To do | Going through the entries, how many lines include the string "Deserialize"? Answer only with the number.

=== Available data ===

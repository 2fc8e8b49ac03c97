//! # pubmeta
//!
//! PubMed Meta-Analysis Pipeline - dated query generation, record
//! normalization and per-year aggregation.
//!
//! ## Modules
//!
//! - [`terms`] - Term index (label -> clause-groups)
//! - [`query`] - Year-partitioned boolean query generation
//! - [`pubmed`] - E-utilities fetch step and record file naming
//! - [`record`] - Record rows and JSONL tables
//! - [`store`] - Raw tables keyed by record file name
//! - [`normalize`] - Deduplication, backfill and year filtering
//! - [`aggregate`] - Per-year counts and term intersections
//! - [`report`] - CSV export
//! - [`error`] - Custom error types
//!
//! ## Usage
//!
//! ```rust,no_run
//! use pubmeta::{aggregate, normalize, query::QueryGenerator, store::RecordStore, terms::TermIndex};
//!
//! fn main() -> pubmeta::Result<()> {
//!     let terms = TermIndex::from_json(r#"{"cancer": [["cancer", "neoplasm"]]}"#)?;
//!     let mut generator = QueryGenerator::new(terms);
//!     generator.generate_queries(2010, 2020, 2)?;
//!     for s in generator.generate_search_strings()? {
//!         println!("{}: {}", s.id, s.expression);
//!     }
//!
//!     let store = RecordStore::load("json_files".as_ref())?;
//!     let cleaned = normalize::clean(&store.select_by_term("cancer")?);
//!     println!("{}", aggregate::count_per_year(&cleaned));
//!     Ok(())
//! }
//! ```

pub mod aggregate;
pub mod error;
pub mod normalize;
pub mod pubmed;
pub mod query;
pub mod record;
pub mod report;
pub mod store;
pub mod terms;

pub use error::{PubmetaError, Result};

===
=== Available data ===

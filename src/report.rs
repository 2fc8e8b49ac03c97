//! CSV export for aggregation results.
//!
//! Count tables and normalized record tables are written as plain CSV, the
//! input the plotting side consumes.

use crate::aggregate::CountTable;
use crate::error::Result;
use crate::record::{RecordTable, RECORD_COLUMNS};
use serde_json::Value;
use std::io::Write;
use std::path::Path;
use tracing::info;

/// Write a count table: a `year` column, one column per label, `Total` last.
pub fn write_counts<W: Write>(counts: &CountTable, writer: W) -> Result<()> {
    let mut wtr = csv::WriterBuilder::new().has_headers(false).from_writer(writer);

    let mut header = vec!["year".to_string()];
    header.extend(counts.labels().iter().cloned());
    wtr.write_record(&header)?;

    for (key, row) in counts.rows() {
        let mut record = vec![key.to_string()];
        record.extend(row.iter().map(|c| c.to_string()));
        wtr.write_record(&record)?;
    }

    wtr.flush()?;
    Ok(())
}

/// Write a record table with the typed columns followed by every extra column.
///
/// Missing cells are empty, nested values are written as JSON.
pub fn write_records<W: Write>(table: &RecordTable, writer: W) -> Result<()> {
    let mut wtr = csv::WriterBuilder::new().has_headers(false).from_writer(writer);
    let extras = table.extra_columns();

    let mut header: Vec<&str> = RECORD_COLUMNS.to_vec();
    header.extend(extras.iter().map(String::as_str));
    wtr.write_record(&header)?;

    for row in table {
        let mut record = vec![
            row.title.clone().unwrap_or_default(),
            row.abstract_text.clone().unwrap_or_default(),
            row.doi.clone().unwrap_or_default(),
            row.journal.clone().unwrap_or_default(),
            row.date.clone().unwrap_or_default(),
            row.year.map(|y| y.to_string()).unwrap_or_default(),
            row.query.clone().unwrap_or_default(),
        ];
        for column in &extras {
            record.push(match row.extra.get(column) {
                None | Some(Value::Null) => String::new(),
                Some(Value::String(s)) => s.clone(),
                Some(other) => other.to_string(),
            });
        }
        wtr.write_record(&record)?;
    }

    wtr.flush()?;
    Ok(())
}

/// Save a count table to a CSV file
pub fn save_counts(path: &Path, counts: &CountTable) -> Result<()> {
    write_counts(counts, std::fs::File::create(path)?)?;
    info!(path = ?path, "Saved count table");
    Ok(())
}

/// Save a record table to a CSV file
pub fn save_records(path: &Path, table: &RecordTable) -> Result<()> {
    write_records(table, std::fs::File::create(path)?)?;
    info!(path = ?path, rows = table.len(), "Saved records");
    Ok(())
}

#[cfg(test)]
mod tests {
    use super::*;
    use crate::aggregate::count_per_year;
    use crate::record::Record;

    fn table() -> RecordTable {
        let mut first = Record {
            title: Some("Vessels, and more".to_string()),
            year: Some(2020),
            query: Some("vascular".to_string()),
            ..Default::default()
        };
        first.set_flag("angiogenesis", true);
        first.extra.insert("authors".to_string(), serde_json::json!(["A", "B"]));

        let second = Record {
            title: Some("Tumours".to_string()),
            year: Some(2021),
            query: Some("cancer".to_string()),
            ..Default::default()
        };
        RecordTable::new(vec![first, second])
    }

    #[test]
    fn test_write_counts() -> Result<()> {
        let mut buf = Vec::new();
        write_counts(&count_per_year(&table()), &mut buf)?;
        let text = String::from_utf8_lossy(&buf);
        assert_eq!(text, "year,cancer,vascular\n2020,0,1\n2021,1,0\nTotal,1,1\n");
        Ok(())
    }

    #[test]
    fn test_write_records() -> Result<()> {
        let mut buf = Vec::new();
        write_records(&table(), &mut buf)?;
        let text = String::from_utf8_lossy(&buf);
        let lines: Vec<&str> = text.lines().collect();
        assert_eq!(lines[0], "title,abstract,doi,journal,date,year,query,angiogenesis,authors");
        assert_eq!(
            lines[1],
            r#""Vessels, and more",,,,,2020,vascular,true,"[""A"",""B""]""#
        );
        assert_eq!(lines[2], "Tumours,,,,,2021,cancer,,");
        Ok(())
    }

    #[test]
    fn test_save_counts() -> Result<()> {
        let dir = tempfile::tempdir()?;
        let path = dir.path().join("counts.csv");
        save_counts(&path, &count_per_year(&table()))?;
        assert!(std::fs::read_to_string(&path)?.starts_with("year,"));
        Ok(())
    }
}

===
=== Available data ===

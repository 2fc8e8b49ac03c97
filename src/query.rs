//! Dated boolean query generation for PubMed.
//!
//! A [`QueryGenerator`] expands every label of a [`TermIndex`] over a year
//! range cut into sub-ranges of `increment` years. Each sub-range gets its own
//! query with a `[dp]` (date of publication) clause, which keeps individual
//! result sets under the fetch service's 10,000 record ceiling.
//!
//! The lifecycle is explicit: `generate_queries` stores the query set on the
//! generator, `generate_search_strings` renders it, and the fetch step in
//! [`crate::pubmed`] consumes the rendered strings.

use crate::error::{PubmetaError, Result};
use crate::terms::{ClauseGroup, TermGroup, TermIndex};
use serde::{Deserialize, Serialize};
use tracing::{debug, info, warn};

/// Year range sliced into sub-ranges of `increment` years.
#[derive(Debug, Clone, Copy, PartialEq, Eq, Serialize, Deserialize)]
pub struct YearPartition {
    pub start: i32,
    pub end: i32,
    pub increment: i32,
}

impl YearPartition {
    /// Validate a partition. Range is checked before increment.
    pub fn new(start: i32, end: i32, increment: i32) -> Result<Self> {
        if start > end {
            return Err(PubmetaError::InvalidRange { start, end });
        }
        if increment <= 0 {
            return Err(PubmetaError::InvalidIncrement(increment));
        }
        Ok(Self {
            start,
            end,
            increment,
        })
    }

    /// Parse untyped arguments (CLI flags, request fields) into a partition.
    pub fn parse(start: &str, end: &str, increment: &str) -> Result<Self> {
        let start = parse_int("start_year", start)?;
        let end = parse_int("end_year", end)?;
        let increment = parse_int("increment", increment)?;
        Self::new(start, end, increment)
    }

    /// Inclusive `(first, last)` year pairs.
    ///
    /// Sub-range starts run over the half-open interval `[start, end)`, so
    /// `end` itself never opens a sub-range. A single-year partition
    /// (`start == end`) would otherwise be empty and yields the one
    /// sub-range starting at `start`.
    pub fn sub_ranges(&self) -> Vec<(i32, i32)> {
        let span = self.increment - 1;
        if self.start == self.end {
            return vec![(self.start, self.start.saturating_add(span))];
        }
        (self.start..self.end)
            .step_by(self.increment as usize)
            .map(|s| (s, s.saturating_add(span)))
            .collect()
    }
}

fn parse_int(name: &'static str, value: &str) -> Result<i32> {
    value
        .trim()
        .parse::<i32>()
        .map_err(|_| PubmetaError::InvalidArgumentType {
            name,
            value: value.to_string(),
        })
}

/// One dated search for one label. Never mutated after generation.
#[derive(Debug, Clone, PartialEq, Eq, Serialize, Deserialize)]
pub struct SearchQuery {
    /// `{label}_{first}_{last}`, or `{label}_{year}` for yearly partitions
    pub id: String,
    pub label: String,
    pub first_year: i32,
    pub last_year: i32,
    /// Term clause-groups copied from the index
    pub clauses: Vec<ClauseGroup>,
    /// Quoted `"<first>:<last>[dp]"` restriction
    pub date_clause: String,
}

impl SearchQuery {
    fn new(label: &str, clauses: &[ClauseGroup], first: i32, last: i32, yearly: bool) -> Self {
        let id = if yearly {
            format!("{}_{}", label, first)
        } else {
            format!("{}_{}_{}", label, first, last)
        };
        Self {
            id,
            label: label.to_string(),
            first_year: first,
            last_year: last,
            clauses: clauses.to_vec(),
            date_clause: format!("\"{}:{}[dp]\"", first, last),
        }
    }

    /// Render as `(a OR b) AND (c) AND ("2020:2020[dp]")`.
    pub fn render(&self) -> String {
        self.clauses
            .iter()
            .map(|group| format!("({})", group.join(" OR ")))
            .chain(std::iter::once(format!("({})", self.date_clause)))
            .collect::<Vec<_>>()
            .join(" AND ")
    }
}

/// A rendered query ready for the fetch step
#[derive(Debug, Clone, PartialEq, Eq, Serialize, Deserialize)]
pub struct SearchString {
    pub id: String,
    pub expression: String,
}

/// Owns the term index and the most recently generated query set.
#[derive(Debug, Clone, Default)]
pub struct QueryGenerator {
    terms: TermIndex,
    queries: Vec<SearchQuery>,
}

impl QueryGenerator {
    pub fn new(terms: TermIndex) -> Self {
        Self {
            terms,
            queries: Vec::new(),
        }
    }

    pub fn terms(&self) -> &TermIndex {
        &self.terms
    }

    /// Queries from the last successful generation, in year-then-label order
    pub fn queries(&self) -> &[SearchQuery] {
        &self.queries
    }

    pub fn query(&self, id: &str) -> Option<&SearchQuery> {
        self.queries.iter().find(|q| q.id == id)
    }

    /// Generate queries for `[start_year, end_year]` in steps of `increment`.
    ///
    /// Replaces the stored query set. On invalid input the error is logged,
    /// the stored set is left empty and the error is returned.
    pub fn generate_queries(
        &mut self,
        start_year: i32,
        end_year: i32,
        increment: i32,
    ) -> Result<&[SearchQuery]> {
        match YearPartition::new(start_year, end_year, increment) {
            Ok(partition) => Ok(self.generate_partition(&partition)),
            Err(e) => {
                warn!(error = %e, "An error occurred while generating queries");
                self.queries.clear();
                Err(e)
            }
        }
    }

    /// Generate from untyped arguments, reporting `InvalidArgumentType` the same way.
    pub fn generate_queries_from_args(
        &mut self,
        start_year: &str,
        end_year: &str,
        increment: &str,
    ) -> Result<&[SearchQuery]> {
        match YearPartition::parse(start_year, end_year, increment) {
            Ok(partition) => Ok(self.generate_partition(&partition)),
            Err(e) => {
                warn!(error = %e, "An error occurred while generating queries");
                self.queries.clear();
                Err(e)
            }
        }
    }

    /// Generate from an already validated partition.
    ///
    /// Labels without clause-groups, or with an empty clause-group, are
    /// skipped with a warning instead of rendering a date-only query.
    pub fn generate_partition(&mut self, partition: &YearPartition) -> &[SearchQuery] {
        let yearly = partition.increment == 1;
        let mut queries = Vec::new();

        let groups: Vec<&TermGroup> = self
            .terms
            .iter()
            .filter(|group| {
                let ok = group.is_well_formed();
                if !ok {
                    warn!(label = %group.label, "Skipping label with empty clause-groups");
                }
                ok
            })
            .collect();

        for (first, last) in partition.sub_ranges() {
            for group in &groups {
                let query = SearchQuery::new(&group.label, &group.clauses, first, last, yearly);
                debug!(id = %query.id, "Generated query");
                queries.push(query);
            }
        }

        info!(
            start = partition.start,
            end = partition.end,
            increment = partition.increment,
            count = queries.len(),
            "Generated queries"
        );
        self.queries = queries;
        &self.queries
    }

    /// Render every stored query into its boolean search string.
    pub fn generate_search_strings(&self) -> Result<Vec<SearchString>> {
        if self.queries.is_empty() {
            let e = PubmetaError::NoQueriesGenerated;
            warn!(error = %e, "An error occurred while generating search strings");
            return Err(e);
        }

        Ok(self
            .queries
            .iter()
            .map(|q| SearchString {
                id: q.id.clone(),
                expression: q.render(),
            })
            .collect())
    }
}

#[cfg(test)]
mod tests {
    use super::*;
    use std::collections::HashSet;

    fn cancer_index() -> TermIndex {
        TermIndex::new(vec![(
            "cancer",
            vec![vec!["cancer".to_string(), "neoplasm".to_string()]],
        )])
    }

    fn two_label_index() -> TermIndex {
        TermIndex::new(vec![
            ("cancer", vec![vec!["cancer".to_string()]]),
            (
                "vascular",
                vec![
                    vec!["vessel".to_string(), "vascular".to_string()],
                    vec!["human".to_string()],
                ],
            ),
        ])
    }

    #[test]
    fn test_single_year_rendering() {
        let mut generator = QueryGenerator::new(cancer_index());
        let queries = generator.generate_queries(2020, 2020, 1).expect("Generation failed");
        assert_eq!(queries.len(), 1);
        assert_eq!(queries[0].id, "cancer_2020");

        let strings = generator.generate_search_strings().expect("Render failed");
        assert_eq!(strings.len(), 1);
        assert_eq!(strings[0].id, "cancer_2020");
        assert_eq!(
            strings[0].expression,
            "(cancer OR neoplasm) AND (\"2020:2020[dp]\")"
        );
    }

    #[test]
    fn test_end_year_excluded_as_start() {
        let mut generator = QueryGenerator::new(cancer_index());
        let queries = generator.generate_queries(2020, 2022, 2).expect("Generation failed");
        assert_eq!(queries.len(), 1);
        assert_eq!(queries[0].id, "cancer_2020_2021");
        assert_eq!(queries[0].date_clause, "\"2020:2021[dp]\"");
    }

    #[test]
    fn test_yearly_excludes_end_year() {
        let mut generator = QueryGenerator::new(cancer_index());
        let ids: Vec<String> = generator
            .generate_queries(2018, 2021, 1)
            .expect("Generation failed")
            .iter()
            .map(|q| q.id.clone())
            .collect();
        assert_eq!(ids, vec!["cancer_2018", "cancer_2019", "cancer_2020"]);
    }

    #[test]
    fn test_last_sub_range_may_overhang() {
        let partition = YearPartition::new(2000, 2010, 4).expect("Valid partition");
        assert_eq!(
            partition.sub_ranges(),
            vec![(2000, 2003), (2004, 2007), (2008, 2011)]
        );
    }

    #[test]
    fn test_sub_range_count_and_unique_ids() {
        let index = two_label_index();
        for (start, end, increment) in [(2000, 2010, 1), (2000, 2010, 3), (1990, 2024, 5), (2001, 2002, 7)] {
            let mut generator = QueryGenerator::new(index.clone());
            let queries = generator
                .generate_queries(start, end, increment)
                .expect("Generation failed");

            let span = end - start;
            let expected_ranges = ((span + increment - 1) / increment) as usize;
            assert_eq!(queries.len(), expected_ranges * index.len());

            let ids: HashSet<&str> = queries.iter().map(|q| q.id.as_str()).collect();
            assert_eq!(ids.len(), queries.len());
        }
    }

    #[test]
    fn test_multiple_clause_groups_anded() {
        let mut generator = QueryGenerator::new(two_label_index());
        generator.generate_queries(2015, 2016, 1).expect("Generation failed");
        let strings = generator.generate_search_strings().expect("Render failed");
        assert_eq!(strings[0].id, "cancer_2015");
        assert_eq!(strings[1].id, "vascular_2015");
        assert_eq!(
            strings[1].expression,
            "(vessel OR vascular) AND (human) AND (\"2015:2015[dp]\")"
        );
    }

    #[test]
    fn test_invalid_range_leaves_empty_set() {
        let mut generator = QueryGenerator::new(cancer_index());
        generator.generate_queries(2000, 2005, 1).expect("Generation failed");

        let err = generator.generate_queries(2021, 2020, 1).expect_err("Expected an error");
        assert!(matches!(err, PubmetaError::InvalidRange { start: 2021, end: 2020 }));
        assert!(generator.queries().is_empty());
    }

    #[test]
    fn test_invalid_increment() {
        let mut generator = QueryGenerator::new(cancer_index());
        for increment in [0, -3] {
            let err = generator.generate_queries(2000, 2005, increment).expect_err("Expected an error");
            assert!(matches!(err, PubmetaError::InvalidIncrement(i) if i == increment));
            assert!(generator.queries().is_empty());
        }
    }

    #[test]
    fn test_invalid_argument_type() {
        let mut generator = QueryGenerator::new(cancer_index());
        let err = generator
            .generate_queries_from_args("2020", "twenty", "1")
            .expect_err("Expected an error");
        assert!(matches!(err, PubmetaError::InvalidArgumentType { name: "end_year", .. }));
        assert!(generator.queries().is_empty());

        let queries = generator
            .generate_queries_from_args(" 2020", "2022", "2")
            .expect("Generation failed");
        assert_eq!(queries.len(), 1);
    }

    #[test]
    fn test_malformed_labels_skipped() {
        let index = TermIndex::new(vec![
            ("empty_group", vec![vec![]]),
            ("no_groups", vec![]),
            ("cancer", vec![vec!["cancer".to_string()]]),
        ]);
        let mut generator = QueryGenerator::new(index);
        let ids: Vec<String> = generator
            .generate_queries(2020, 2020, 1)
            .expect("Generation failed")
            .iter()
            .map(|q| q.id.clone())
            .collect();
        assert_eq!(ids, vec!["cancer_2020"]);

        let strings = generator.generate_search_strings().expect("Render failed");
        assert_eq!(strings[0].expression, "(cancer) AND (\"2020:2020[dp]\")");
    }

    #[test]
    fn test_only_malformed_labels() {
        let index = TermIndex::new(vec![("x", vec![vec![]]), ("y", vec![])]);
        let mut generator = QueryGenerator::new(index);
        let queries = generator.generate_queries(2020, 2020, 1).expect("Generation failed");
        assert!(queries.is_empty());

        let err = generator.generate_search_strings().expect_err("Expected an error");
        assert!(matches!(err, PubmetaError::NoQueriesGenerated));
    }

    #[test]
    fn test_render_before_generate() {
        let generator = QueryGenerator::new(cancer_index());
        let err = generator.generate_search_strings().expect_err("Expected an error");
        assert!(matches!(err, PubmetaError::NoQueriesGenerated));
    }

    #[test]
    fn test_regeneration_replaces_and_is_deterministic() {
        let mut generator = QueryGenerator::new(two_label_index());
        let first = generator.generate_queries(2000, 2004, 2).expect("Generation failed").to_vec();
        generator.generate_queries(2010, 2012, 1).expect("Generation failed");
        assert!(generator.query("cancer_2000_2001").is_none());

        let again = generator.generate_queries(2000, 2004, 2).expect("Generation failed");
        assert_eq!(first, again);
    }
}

===

Expected answer | 4